Macro Outlook August 2022


Inflation softened somewhat in July 2022, prompting hopes of a FED pivot. 12-month PCE dropped back to 6.3%, from our peak levels (so far) of 6.8%. The FED’s target inflation level is 2%. Some tailwinds for a inflation levels dropping are unfortunately headwinds for economic growth. In this month’s releases, we see slowdowns in US housing markets. Consumer land delinquencies experience another uptick. Retail inventories to sales increased. However, in line with the FED chairman’s speech at Jackson Hole on Friday, it is hard to see these symptoms shift policy given how tight the labor market is, the FED’s only other mandate outside of job stability. The latest data shows unemployment at 3.5%, still decreasing month over month. Spending has not yet collapsed, though it has shifted (due in fact, to inflation). And housing prices for new homes sold are still increasing given the dramatic shortage we are facing in the US. To further tighten the shelter market, rental vacancies low levels unseen in 40 to 50 years. Furthermore, many of the current inflationary geopolitical events are still unresolved. Given the headroom the FED has to continue taming inflation, it would be hard to see a pivot so soon.

Individuals and Households

Consumer revolving debt levels up nearly 1% since end of July, and total consumer loans up by a half percent. Debt levels above pre-pandemic levels. Delinquency rates are up as well though, up 4.5% for revolving debt and nearly 5% for all consumer loans. Delinquency rates still well below pre-pandemic levels.

Residential real estate levels up 0.25% while revolving residential loans up 0.16%. Mortgage delinquency rates declined nearly 8%.

Monthly supply of housing up 17%, active listings up 21% in the US. Existing home sales declined 6%, privately owned housing starts down 7%. Rental vacancy rates continue to constrict, down 3.5%. Total construction spending has declined 1.5%. Despite the reduction in activity, average sales price for new homes up 20% in July, though overall trend is becoming more volatile.

Unemployment level declines another 2.8%, getting well beyond historical full employment assumptions. Average weeks unemployed decreases almost 1%. Job leavers up 5.1%, dominating growth in job losers as a percentage of total unemployed, up only 0.7%. Average hourly earnings of private sector employees up 0.6%.

Consumer sentiment up 3% in July. Real disposable income up 0.3%. Urban CPI down 0.2%. Vehicle sales up 2.6%. Passenger miles up 0.2%. Personal consumption expenditures up 0.3%. Retail sales breakdowns mixed. Department stores down 2.4%, restaurants down 2%. Gas stations up nearly 2%, while e-commerce sales up 3%.
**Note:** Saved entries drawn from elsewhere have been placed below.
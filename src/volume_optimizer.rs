// ABOUTME: Volume-response optimization from the discrete progression-vs-volume gradient
// ABOUTME: Maps gradient sign and magnitude to a bounded load adjustment with a fatigue penalty
//
// Licensed under either of Apache License, Version 2.0 or MIT License at your option.
// Copyright ©2025 Async-IO.org
#![allow(clippy::cast_precision_loss)] // Safe: sample counts are small

use crate::config::VolumeOptimizerConfig;
use crate::errors::ConfigError;
use crate::models::PerformanceSample;
use serde::{Deserialize, Serialize};
use tracing::debug;

/// Samples used for the trailing fatigue check
const FATIGUE_LOOKBACK: usize = 3;

/// Steps between the gradient's two sample points
const GRADIENT_SPAN: usize = 3;

/// Samples at which adjustment confidence saturates
const CONFIDENCE_SATURATION: f64 = 10.0;

/// Result of one volume optimization pass
#[derive(Debug, Clone, Serialize, Deserialize)]
pub struct VolumeRecommendation {
    /// Proposed fractional load adjustment, always within [-0.35, 0.2]
    pub adjustment: f64,
    /// Observed progression-per-volume gradient
    pub gradient: f64,
    /// Whether the fatigue penalty reduced the adjustment
    pub fatigue_limited: bool,
    /// Confidence in the recommendation (0-1)
    pub confidence: f64,
    /// True when history was too short to estimate a gradient
    pub insufficient_data: bool,
}

impl VolumeRecommendation {
    const fn insufficient() -> Self {
        Self {
            adjustment: 0.0,
            gradient: 0.0,
            fatigue_limited: false,
            confidence: 0.0,
            insufficient_data: true,
        }
    }
}

/// Estimates volume-vs-progression sensitivity and proposes a bounded adjustment
#[derive(Debug, Clone)]
pub struct VolumeResponseOptimizer {
    config: VolumeOptimizerConfig,
}

impl Default for VolumeResponseOptimizer {
    fn default() -> Self {
        Self {
            config: VolumeOptimizerConfig::default(),
        }
    }
}

impl VolumeResponseOptimizer {
    /// Build an optimizer from validated configuration.
    ///
    /// # Errors
    /// Returns `ConfigError` when the configuration is structurally invalid.
    pub fn new(config: VolumeOptimizerConfig) -> Result<Self, ConfigError> {
        config.validate()?;
        Ok(Self { config })
    }

    /// Propose a load adjustment from a chronologically ordered history.
    ///
    /// Returns a zero adjustment with zero confidence when fewer than
    /// `min_samples` samples exist.
    #[must_use]
    pub fn optimize(&self, history: &[PerformanceSample]) -> VolumeRecommendation {
        if history.len() < self.config.min_samples {
            debug!(
                samples = history.len(),
                required = self.config.min_samples,
                "volume optimization skipped, insufficient history"
            );
            return VolumeRecommendation::insufficient();
        }

        let latest = &history[history.len() - 1];
        let earlier = &history[history.len() - 1 - GRADIENT_SPAN];

        let delta_volume = latest.volume_tolerance - earlier.volume_tolerance;
        let delta_progression = latest.progression_rate - earlier.progression_rate;

        // Flat volume between the two points carries no slope information
        let gradient = if delta_volume.abs() < f64::EPSILON {
            0.0
        } else {
            delta_progression / delta_volume
        };

        let base_adjustment = if gradient > self.config.gradient_epsilon {
            (0.1 * gradient).min(self.config.max_increase)
        } else if gradient < -self.config.gradient_epsilon {
            -(0.1 * gradient.abs()).min(self.config.max_decrease)
        } else {
            0.0
        };

        let recent = &history[history.len() - FATIGUE_LOOKBACK..];
        let mean_fatigue = recent
            .iter()
            .map(|s| 1.0 - s.recovery_score)
            .sum::<f64>()
            / recent.len() as f64;
        let fatigue_limited = mean_fatigue > self.config.fatigue_threshold;

        let adjustment = if fatigue_limited {
            base_adjustment - self.config.fatigue_penalty
        } else {
            base_adjustment
        };

        let confidence = (history.len() as f64 / CONFIDENCE_SATURATION).min(1.0);

        debug!(
            gradient,
            adjustment, fatigue_limited, confidence, "volume optimization complete"
        );

        VolumeRecommendation {
            adjustment,
            gradient,
            fatigue_limited,
            confidence,
            insufficient_data: false,
        }
    }
}

#[cfg(test)]
mod tests {
    use super::*;
    use crate::test_utils::{sample_at, week};

    #[test]
    fn flat_volume_yields_neutral_gradient() {
        let optimizer = VolumeResponseOptimizer::default();
        let history: Vec<_> = (0..6)
            .map(|w| {
                let mut s = sample_at(week(w), 1.0);
                s.volume_tolerance = 0.7;
                s.progression_rate = 0.01;
                s
            })
            .collect();
        let result = optimizer.optimize(&history);
        assert!(result.gradient.abs() < f64::EPSILON);
        assert!(result.adjustment.abs() < f64::EPSILON);
    }
}
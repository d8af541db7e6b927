// ABOUTME: Constrained substitution search within a movement pattern
// ABOUTME: Scores candidates on effectiveness retention and safety improvement under equipment limits
//
// Licensed under either of Apache License, Version 2.0 or MIT License at your option.
// Copyright ©2025 Async-IO.org
#![allow(clippy::cast_precision_loss)] // Safe: tag counts are small

use crate::catalog::{ExerciseCatalog, ExerciseProfile};
use crate::config::SubstitutionConfig;
use crate::errors::ConfigError;
use crate::injury_risk::InjuryRiskProfile;
use crate::models::UserTrainingContext;
use serde::{Deserialize, Serialize};
use std::sync::Arc;
use tracing::debug;

/// Injury-profile risk above which less-safe candidates are filtered out
const RISK_GUARD_THRESHOLD: f64 = 0.5;

/// One recommended substitute for an exercise
#[derive(Debug, Clone, Serialize, Deserialize)]
pub struct Substitution {
    /// Catalog id of the substitute
    pub exercise_id: String,
    /// Display name of the substitute
    pub name: String,
    /// How much training effect the substitute retains (0-1)
    pub effectiveness_retention: f64,
    /// Joint-risk reduction versus the original, may be negative
    pub safety_improvement: f64,
    /// Human-readable explanation of why this substitute fits
    pub reason: String,
}

/// Finds safe, equipment-compatible alternatives within a movement pattern
#[derive(Debug, Clone)]
pub struct SubstitutionAdvisor {
    catalog: Arc<ExerciseCatalog>,
    config: SubstitutionConfig,
}

impl SubstitutionAdvisor {
    /// Build an advisor over a shared catalog.
    ///
    /// # Errors
    /// Returns `ConfigError` when the configuration is structurally invalid.
    pub fn new(
        catalog: Arc<ExerciseCatalog>,
        config: SubstitutionConfig,
    ) -> Result<Self, ConfigError> {
        config.validate()?;
        Ok(Self { catalog, config })
    }

    /// Advisor over `catalog` with default configuration
    #[must_use]
    pub fn with_catalog(catalog: Arc<ExerciseCatalog>) -> Self {
        Self {
            catalog,
            config: SubstitutionConfig::default(),
        }
    }

    /// Find up to `max_results` substitutes for `exercise_id`.
    ///
    /// Unknown ids return an empty list; custom user-entered exercises
    /// are expected and are not an error. Candidates requiring equipment
    /// the user lacks are never returned, and neither is the original.
    #[must_use]
    pub fn find_substitutions(
        &self,
        exercise_id: &str,
        context: &UserTrainingContext,
        injury_profile: Option<&InjuryRiskProfile>,
    ) -> Vec<Substitution> {
        let Some(original) = self.catalog.get(exercise_id) else {
            debug!(exercise_id, "substitution lookup for unknown exercise");
            return Vec::new();
        };

        let mut scored: Vec<(f64, Substitution)> = self
            .catalog
            .by_pattern(original.movement_pattern, exercise_id)
            .into_iter()
            .filter(|candidate| {
                candidate
                    .required_equipment
                    .is_subset(&context.available_equipment)
            })
            .filter_map(|candidate| self.score_candidate(original, candidate, context, injury_profile))
            .collect();

        scored.sort_by(|a, b| b.0.partial_cmp(&a.0).unwrap_or(std::cmp::Ordering::Equal));

        debug!(
            exercise_id,
            candidates = scored.len(),
            "substitution search complete"
        );

        scored
            .into_iter()
            .take(self.config.max_results)
            .map(|(_, substitution)| substitution)
            .collect()
    }

    fn score_candidate(
        &self,
        original: &ExerciseProfile,
        candidate: &ExerciseProfile,
        context: &UserTrainingContext,
        injury_profile: Option<&InjuryRiskProfile>,
    ) -> Option<(f64, Substitution)> {
        let overlap = original.primary_muscle_overlap(candidate);
        let retention = correlation_retention(original, candidate);
        let effectiveness = self
            .config
            .muscle_overlap_weight
            .mul_add(overlap, self.config.correlation_retention_weight * retention);

        // Contraindications the substitute avoids for this user's history
        let avoided: Vec<_> = context
            .injury_history
            .iter()
            .copied()
            .filter(|tag| {
                original.contraindications.contains(tag)
                    && !candidate.contraindications.contains(tag)
            })
            .collect();

        let safety = original.mean_joint_stress() - candidate.mean_joint_stress()
            + self.config.contraindication_bonus * avoided.len() as f64;

        // Under elevated injury risk, never trade safety away
        if injury_profile.is_some_and(|p| p.overall_risk >= RISK_GUARD_THRESHOLD) && safety < 0.0 {
            return None;
        }

        if effectiveness <= self.config.min_effectiveness
            && safety <= self.config.min_safety_improvement
        {
            return None;
        }

        let reason = build_reason(original, candidate, !avoided.is_empty());

        Some((
            effectiveness + safety,
            Substitution {
                exercise_id: candidate.id.clone(),
                name: candidate.name.clone(),
                effectiveness_retention: effectiveness.clamp(0.0, 1.0),
                safety_improvement: safety,
                reason,
            },
        ))
    }
}

/// Mean relative retention of strength and hypertrophy carry-over, capped at 1
fn correlation_retention(original: &ExerciseProfile, candidate: &ExerciseProfile) -> f64 {
    let strength = ratio_capped(candidate.strength_correlation, original.strength_correlation);
    let hypertrophy = ratio_capped(
        candidate.hypertrophy_correlation,
        original.hypertrophy_correlation,
    );
    (strength + hypertrophy) / 2.0
}

fn ratio_capped(numerator: f64, denominator: f64) -> f64 {
    if denominator <= f64::EPSILON {
        return 1.0;
    }
    (numerator / denominator).min(1.0)
}

fn build_reason(
    original: &ExerciseProfile,
    candidate: &ExerciseProfile,
    avoids_contraindication: bool,
) -> String {
    let mut clauses = Vec::new();
    if avoids_contraindication {
        clauses.push("avoids a movement contraindicated by your injury history".to_owned());
    }
    if candidate.difficulty < original.difficulty {
        clauses.push("lower technical difficulty".to_owned());
    } else if candidate.difficulty > original.difficulty {
        clauses.push("greater technical challenge".to_owned());
    }
    if candidate.required_equipment.len() < original.required_equipment.len() {
        clauses.push("needs less equipment".to_owned());
    }
    if candidate.recovery_demand < original.recovery_demand {
        clauses.push("lower recovery demand".to_owned());
    }
    if clauses.is_empty() {
        format!("Same movement pattern as {}", original.name)
    } else {
        format!(
            "Same movement pattern as {}: {}",
            original.name,
            clauses.join(", ")
        )
    }
}

#[cfg(test)]
mod tests {
    use super::*;

    #[test]
    fn retention_caps_at_one() {
        let catalog = ExerciseCatalog::builtin();
        let squat = catalog.get("back_squat").unwrap();
        let goblet = catalog.get("goblet_squat").unwrap();
        // Goblet retains less carry-over than the back squat offers
        assert!(correlation_retention(squat, goblet) < 1.0);
        // Reverse direction cannot exceed full retention
        assert!((correlation_retention(goblet, squat) - 1.0).abs() < f64::EPSILON);
    }
}
impl FatigueConfig {
    /// Validate structural soundness.
    ///
    /// # Errors
    /// Returns `ConfigError` for non-positive rates or a zero evaluation window.
    pub fn validate(&self) -> Result<(), ConfigError> {
        require_positive(self.movement_pattern_fatigue, "movement_pattern_fatigue")?;
        require_positive(self.joint_stress_accumulation, "joint_stress_accumulation")?;
        require_positive(self.neural_fatigue_factor, "neural_fatigue_factor")?;
        require_positive(self.rotation_threshold, "rotation_threshold")?;
        if self.min_weeks < 2 {
            return Err(ConfigError::InvalidWindow(format!(
                "min_weeks must be >= 2 for trend estimation, got {}",
                self.min_weeks
            )));
        }
        Ok(())
    }
}

/// Substitution search parameters
#[derive(Debug, Clone, Serialize, Deserialize)]
pub struct SubstitutionConfig {
    /// Weight of primary-muscle overlap in effectiveness retention
    pub muscle_overlap_weight: f64,
    /// Weight of strength/hypertrophy carry-over retention
    pub correlation_retention_weight: f64,
    /// Minimum effectiveness retention to keep a candidate
    pub min_effectiveness: f64,
    /// Minimum safety improvement to keep a candidate regardless of effectiveness
    pub min_safety_improvement: f64,
    /// Safety bonus per avoided contraindication matching the user's history
    pub contraindication_bonus: f64,
    /// Maximum substitutions returned
    pub max_results: usize,
}

impl Default for SubstitutionConfig {
    fn default() -> Self {
        Self {
            muscle_overlap_weight: 0.6,
            correlation_retention_weight: 0.4,
            min_effectiveness: 0.6,
            min_safety_improvement: 0.2,
            contraindication_bonus: 0.25,
            max_results: 3,
        }
    }
}

impl SubstitutionConfig {
    /// Validate structural soundness.
    ///
    /// # Errors
    /// Returns `ConfigError` when scoring weights do not sum to 1 or the
    /// result cap is zero.
    pub fn validate(&self) -> Result<(), ConfigError> {
        require_unit(self.muscle_overlap_weight, "muscle_overlap_weight")?;
        require_unit(self.correlation_retention_weight, "correlation_retention_weight")?;
        let weight_sum = self.muscle_overlap_weight + self.correlation_retention_weight;
        if (weight_sum - 1.0).abs() > 0.01 {
            return Err(ConfigError::ValidationFailed(format!(
                "effectiveness weights must sum to 1.0, got {weight_sum}"
            )));
        }
        require_unit(self.min_effectiveness, "min_effectiveness")?;
        require_unit(self.min_safety_improvement, "min_safety_improvement")?;
        require_positive(self.contraindication_bonus, "contraindication_bonus")?;
        if self.max_results == 0 {
            return Err(ConfigError::ValidationFailed(
                "max_results must be >= 1".into(),
            ));
        }
        Ok(())
    }
}

/// Injury-risk predictor parameters
#[derive(Debug, Clone, Serialize, Deserialize)]
pub struct InjuryRiskConfig {
    /// Acute risk floor in the absence of any signal
    pub acute_baseline: f64,
    /// Planned/trailing-mean load ratio above which the spike term applies
    pub load_spike_threshold: f64,
    /// Weight of the load-spike excess
    pub load_spike_weight: f64,
    /// Weight of the (1 - recovery) fatigue term
    pub fatigue_weight: f64,
    /// Additive penalty per planned exercise contraindicated by the user's history
    pub contraindication_penalty: f64,
    /// Multiplier applied when the user has any injury history
    pub injury_history_multiplier: f64,
    /// Acute:chronic workload ratio above which overuse risk accrues
    pub acwr_threshold: f64,
    /// Weight of the ACWR excess
    pub acwr_weight: f64,
    /// Overuse risk floor when the ratio is benign
    pub overuse_floor: f64,
    /// Overall score above this is reported as high risk
    pub high_risk_threshold: f64,
    /// Trailing workouts used for the acute load baseline
    pub acute_history_window: usize,
    /// Weeks in the chronic (rolling mean) load window
    pub chronic_weeks: usize,
}

impl Default for InjuryRiskConfig {
    fn default() -> Self {
        Self {
            acute_baseline: 0.05,
            load_spike_threshold: 1.5,
            load_spike_weight: 0.3,
            fatigue_weight: 0.25,
            contraindication_penalty: 0.15,
            injury_history_multiplier: 1.3,
            acwr_threshold: 1.3,
            acwr_weight: 0.5,
            overuse_floor: 0.05,
            high_risk_threshold: 0.7,
            acute_history_window: 4,
            chronic_weeks: 4,
        }
    }
}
Business CP outstanding up 4%. Commercial real estate loans up 1.2%. Corporate delinquencies down 2.8%.

Corporate profits after tax up almost 10% after Q1. Sales growth expectations down 11%. Manufacturers sales up 1.4%, total business sales up 1.6%

Employment growth expectations down 16%. Nonresidential construction spending down 0.4%. Capital spending expectations survey up 73%.

Non-farm job openings down 5%. Quits unchanged. Business applications down 4.6%. Total manufacturing orders up 2.2%.

Retail inventories up 2.4%. Retail inventory to sales up 0.8%. Manufacturer inventories up 0.5%, manufacturer inventory to sales down 1.4%. PPI at finished goods level down 2%. Cass Freight shipments index down 1.8%. Truck tonnage up 0.8%.


Bank cash assets up 1%. Bank residual up 0.8%. Total bank assets up 0.2%, total liabilities up 0.1%. Delinquency rate on all loans down 4%.

Central Bank

Total FED assets held outright decline by 0.6%. Assets with maturities over 10 years increased by 1.1%. Total monetary base increases by 0.6%.


Total public debt as a percent of GDP decreased 1.5%. Federal budget deficit increases 137%. Trade balance on goods and services up 7%.

Inputs and Productivity

US regular all formulations gas price decreased 10%. Global price of food index down almost 13%.